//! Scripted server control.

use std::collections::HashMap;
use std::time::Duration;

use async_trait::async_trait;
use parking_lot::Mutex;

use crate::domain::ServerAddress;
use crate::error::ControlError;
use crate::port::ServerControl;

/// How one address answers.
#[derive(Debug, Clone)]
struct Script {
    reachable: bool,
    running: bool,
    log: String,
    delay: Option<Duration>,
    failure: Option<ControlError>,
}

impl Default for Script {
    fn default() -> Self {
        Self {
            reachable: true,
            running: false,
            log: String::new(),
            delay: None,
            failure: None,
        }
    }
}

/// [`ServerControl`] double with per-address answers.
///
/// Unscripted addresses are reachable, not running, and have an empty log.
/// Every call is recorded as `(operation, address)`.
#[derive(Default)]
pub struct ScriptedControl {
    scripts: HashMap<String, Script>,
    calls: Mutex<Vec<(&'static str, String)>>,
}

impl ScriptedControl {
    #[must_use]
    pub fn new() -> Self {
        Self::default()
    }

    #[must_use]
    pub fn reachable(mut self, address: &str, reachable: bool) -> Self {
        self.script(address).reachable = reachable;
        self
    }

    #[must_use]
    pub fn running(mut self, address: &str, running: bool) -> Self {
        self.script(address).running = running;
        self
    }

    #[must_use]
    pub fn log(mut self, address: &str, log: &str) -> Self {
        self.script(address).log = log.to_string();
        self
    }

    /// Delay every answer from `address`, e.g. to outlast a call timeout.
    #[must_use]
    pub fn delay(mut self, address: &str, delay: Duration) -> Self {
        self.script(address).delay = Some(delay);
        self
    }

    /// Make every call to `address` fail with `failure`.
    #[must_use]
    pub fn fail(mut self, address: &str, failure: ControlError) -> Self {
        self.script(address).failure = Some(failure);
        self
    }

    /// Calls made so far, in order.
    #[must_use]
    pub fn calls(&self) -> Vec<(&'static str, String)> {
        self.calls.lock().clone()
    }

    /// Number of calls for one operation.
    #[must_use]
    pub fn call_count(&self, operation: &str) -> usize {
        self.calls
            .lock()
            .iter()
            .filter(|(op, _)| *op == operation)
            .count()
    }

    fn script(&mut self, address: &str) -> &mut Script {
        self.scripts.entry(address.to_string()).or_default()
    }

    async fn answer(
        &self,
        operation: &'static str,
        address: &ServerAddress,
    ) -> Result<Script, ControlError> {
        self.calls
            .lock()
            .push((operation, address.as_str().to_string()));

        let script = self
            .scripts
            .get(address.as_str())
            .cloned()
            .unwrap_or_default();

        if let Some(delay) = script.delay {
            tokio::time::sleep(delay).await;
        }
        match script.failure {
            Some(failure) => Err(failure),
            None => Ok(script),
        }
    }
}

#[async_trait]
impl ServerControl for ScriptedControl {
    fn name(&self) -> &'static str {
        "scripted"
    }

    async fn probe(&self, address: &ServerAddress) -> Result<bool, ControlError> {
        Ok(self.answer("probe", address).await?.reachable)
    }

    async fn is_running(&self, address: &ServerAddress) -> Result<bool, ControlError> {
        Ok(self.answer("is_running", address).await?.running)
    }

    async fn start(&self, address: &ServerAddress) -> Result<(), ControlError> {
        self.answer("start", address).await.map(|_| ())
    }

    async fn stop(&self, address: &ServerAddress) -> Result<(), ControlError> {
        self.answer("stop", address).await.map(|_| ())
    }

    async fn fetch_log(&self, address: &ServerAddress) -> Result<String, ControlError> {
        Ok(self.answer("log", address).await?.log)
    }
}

-*-

- _THE TASK_
Each line of the material above must be retyped precisely.

- _EXERCISE RESPONSE_
//! Scripted server control.

use std::collections::HashMap;
use std::time::Duration;

use async_trait::async_trait;
use parking_lot::Mutex;

use crate::domain::ServerAddress;
use crate::error::ControlError;
use crate::port::ServerControl;

/// How one address answers.
#[derive(Debug, Clone)]
struct Script {
    reachable: bool,
    running: bool,
    log: String,
    delay: Option<Duration>,
    failure: Option<ControlError>,
}

impl Default for Script {
    fn default() -> Self {
        Self {
            reachable: true,
            running: false,
            log: String::new(),
            delay: None,
            failure: None,
        }
    }
}

/// [`ServerControl`] double with per-address answers.
///
/// Unscripted addresses are reachable, not running, and have an empty log.
/// Every call is recorded as `(operation, address)`.
#[derive(Default)]
pub struct ScriptedControl {
    scripts: HashMap<String, Script>,
    calls: Mutex<Vec<(&'static str, String)>>,
}

impl ScriptedControl {
    #[must_use]
    pub fn new() -> Self {
        Self::default()
    }

    #[must_use]
    pub fn reachable(mut self, address: &str, reachable: bool) -> Self {
        self.script(address).reachable = reachable;
        self
    }

    #[must_use]
    pub fn running(mut self, address: &str, running: bool) -> Self {
        self.script(address).running = running;
        self
    }

    #[must_use]
    pub fn log(mut self, address: &str, log: &str) -> Self {
        self.script(address).log = log.to_string();
        self
    }

    /// Delay every answer from `address`, e.g. to outlast a call timeout.
    #[must_use]
    pub fn delay(mut self, address: &str, delay: Duration) -> Self {
        self.script(address).delay = Some(delay);
        self
    }

    /// Make every call to `address` fail with `failure`.
    #[must_use]
    pub fn fail(mut self, address: &str, failure: ControlError) -> Self {
        self.script(address).failure = Some(failure);
        self
    }

    /// Calls made so far, in order.
    #[must_use]
    pub fn calls(&self) -> Vec<(&'static str, String)> {
        self.calls.lock().clone()
    }

    /// Number of calls for one operation.
    #[must_use]
    pub fn call_count(&self, operation: &str) -> usize {
        self.calls
            .lock()
            .iter()
            .filter(|(op, _)| *op == operation)
            .count()
    }

    fn script(&mut self, address: &str) -> &mut Script {
        self.scripts.entry(address.to_string()).or_default()
    }

    async fn answer(
        &self,
        operation: &'static str,
        address: &ServerAddress,
    ) -> Result<Script, ControlError> {
        self.calls
            .lock()
            .push((operation, address.as_str().to_string()));

        let script = self
            .scripts
            .get(address.as_str())
            .cloned()
            .unwrap_or_default();

        if let Some(delay) = script.delay {
            tokio::time::sleep(delay).await;
        }
        match script.failure {
            Some(failure) => Err(failure),
            None => Ok(script),
        }
    }
}

#[async_trait]
impl ServerControl for ScriptedControl {
    fn name(&self) -> &'static str {
        "scripted"
    }

    async fn probe(&self, address: &ServerAddress) -> Result<bool, ControlError> {
        Ok(self.answer("probe", address).await?.reachable)
    }

    async fn is_running(&self, address: &ServerAddress) -> Result<bool, ControlError> {
        Ok(self.answer("is_running", address).await?.running)
    }

    async fn start(&self, address: &ServerAddress) -> Result<(), ControlError> {
        self.answer("start", address).await.map(|_| ())
    }

    async fn stop(&self, address: &ServerAddress) -> Result<(), ControlError> {
        self.answer("stop", address).await.map(|_| ())
    }

    async fn fetch_log(&self, address: &ServerAddress) -> Result<String, ControlError> {
        Ok(self.answer("log", address).await?.log)
    }
}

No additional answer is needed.